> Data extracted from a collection
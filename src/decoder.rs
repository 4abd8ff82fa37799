// decoder.rs
// ============================================================================
// Autor:   Marcus Schlieper (ExpChat.ai)
// Hinweis: Sequence decoder (the generator of the GAN half):
//
//              h     = relu(z · W1 + b1)
//              recon = sigmoid(h · W2 + b2)      each component in [0, 1]
// Historie:
//  - 2026-02-02: Erste Version.
// ============================================================================

#![forbid(unsafe_code)]

use bincode::{Decode, Encode};
use ndarray::Array2;
use rand::Rng;
use serde::{Deserialize, Serialize};

use crate::adam::DenseAdam;
use crate::latent::LatentVector;
use crate::layers::{Dense, DenseCache, DenseGrads};
use crate::math::{relu, relu_backward, sigmoid, sigmoid_backward};

#[derive(Clone, Debug, PartialEq, Serialize, Deserialize, Encode, Decode)]
pub struct DecoderParams {
    pub fc1: Dense,
    pub fc2: Dense,
}

impl DecoderParams {
    pub fn new<R: Rng>(latent_dim: usize, hidden_dim: usize, seq_len: usize, rng: &mut R) -> Self {
        Self {
            fc1: Dense::new(latent_dim, hidden_dim, rng),
            fc2: Dense::new(hidden_dim, seq_len, rng),
        }
    }

    pub fn latent_dim(&self) -> usize {
        self.fc1.input_dim()
    }

    pub fn output_dim(&self) -> usize {
        self.fc2.output_dim()
    }

    pub fn parameter_count(&self) -> usize {
        self.fc1.parameter_count() + self.fc2.parameter_count()
    }

    pub fn decode(&self, z: &LatentVector) -> Array2<f32> {
        let h = relu(&self.fc1.apply(&z.z));
        sigmoid(&self.fc2.apply(&h))
    }

    pub fn decode_tracked(&self, z: &LatentVector) -> (Array2<f32>, DecoderGraph) {
        let (h_pre, fc1) = self.fc1.forward(&z.z);
        let h = relu(&h_pre);
        let (logits, fc2) = self.fc2.forward(&h);
        let recon = sigmoid(&logits);
        (recon.clone(), DecoderGraph { fc1, h_pre, fc2, recon })
    }
}

#[derive(Clone, Debug)]
pub struct DecoderGraph {
    fc1: DenseCache,
    h_pre: Array2<f32>,
    fc2: DenseCache,
    recon: Array2<f32>,
}

impl DecoderGraph {
    pub fn reconstruction(&self) -> &Array2<f32> {
        &self.recon
    }

    pub fn backward(&self, d_recon: &Array2<f32>) -> DecoderGrads {
        let d_logits = sigmoid_backward(&self.recon, d_recon);
        let g_fc2 = self.fc2.backward(&d_logits);
        let d_h_pre = relu_backward(&self.h_pre, &g_fc2.input);
        let g_fc1 = self.fc1.backward(&d_h_pre);
        let d_z = g_fc1.input.clone();
        DecoderGrads { fc1: g_fc1, fc2: g_fc2, d_z }
    }
}

#[derive(Clone, Debug)]
pub struct DecoderGrads {
    pub fc1: DenseGrads,
    pub fc2: DenseGrads,
    /// Gradient w.r.t. the latent input, handed on to the sampler.
    pub d_z: Array2<f32>,
}

#[derive(Clone, Debug, Serialize, Deserialize, Encode, Decode)]
pub struct DecoderAdam {
    fc1: DenseAdam,
    fc2: DenseAdam,
}

impl DecoderAdam {
    /// Number of Adam steps applied so far.
    pub fn steps(&self) -> usize {
        self.fc1.w.timestep()
    }

    pub fn new(params: &DecoderParams) -> Self {
        Self { fc1: DenseAdam::for_layer(&params.fc1), fc2: DenseAdam::for_layer(&params.fc2) }
    }

    pub fn step(&mut self, params: &mut DecoderParams, grads: &DecoderGrads, lr: f32) {
        self.fc1.step(&mut params.fc1, &grads.fc1, lr);
        self.fc2.step(&mut params.fc2, &grads.fc2, lr);
    }
}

> Exercise
Reproduce the data above in full, keeping it exactly the same.

> Exercise result
filename src/decoder.rs
repository 4abd8ff82fa37799
// decoder.rs
// ============================================================================
// Autor:   Marcus Schlieper (ExpChat.ai)
// Hinweis: Sequence decoder (the generator of the GAN half):
//
//              h     = relu(z · W1 + b1)
//              recon = sigmoid(h · W2 + b2)      each component in [0, 1]
// Historie:
//  - 2026-02-02: Erste Version.
// ============================================================================

#![forbid(unsafe_code)]

use bincode::{Decode, Encode};
use ndarray::Array2;
use rand::Rng;
use serde::{Deserialize, Serialize};

use crate::adam::DenseAdam;
use crate::latent::LatentVector;
use crate::layers::{Dense, DenseCache, DenseGrads};
use crate::math::{relu, relu_backward, sigmoid, sigmoid_backward};

#[derive(Clone, Debug, PartialEq, Serialize, Deserialize, Encode, Decode)]
pub struct DecoderParams {
    pub fc1: Dense,
    pub fc2: Dense,
}

impl DecoderParams {
    pub fn new<R: Rng>(latent_dim: usize, hidden_dim: usize, seq_len: usize, rng: &mut R) -> Self {
        Self {
            fc1: Dense::new(latent_dim, hidden_dim, rng),
            fc2: Dense::new(hidden_dim, seq_len, rng),
        }
    }

    pub fn latent_dim(&self) -> usize {
        self.fc1.input_dim()
    }

    pub fn output_dim(&self) -> usize {
        self.fc2.output_dim()
    }

    pub fn parameter_count(&self) -> usize {
        self.fc1.parameter_count() + self.fc2.parameter_count()
    }

    pub fn decode(&self, z: &LatentVector) -> Array2<f32> {
        let h = relu(&self.fc1.apply(&z.z));
        sigmoid(&self.fc2.apply(&h))
    }

    pub fn decode_tracked(&self, z: &LatentVector) -> (Array2<f32>, DecoderGraph) {
        let (h_pre, fc1) = self.fc1.forward(&z.z);
        let h = relu(&h_pre);
        let (logits, fc2) = self.fc2.forward(&h);
        let recon = sigmoid(&logits);
        (recon.clone(), DecoderGraph { fc1, h_pre, fc2, recon })
    }
}

#[derive(Clone, Debug)]
pub struct DecoderGraph {
    fc1: DenseCache,
    h_pre: Array2<f32>,
    fc2: DenseCache,
    recon: Array2<f32>,
}

impl DecoderGraph {
    pub fn reconstruction(&self) -> &Array2<f32> {
        &self.recon
    }

    pub fn backward(&self, d_recon: &Array2<f32>) -> DecoderGrads {
        let d_logits = sigmoid_backward(&self.recon, d_recon);
        let g_fc2 = self.fc2.backward(&d_logits);
        let d_h_pre = relu_backward(&self.h_pre, &g_fc2.input);
        let g_fc1 = self.fc1.backward(&d_h_pre);
        let d_z = g_fc1.input.clone();
        DecoderGrads { fc1: g_fc1, fc2: g_fc2, d_z }
    }
}

#[derive(Clone, Debug)]
pub struct DecoderGrads {
    pub fc1: DenseGrads,
    pub fc2: DenseGrads,
    /// Gradient w.r.t. the latent input, handed on to the sampler.
    pub d_z: Array2<f32>,
}

#[derive(Clone, Debug, Serialize, Deserialize, Encode, Decode)]
pub struct DecoderAdam {
    fc1: DenseAdam,
    fc2: DenseAdam,
}

impl DecoderAdam {
    /// Number of Adam steps applied so far.
    pub fn steps(&self) -> usize {
        self.fc1.w.timestep()
    }

    pub fn new(params: &DecoderParams) -> Self {
        Self { fc1: DenseAdam::for_layer(&params.fc1), fc2: DenseAdam::for_layer(&params.fc2) }
    }

    pub fn step(&mut self, params: &mut DecoderParams, grads: &DecoderGrads, lr: f32) {
        self.fc1.step(&mut params.fc1, &grads.fc1, lr);
        self.fc2.step(&mut params.fc2, &grads.fc2, lr);
    }
}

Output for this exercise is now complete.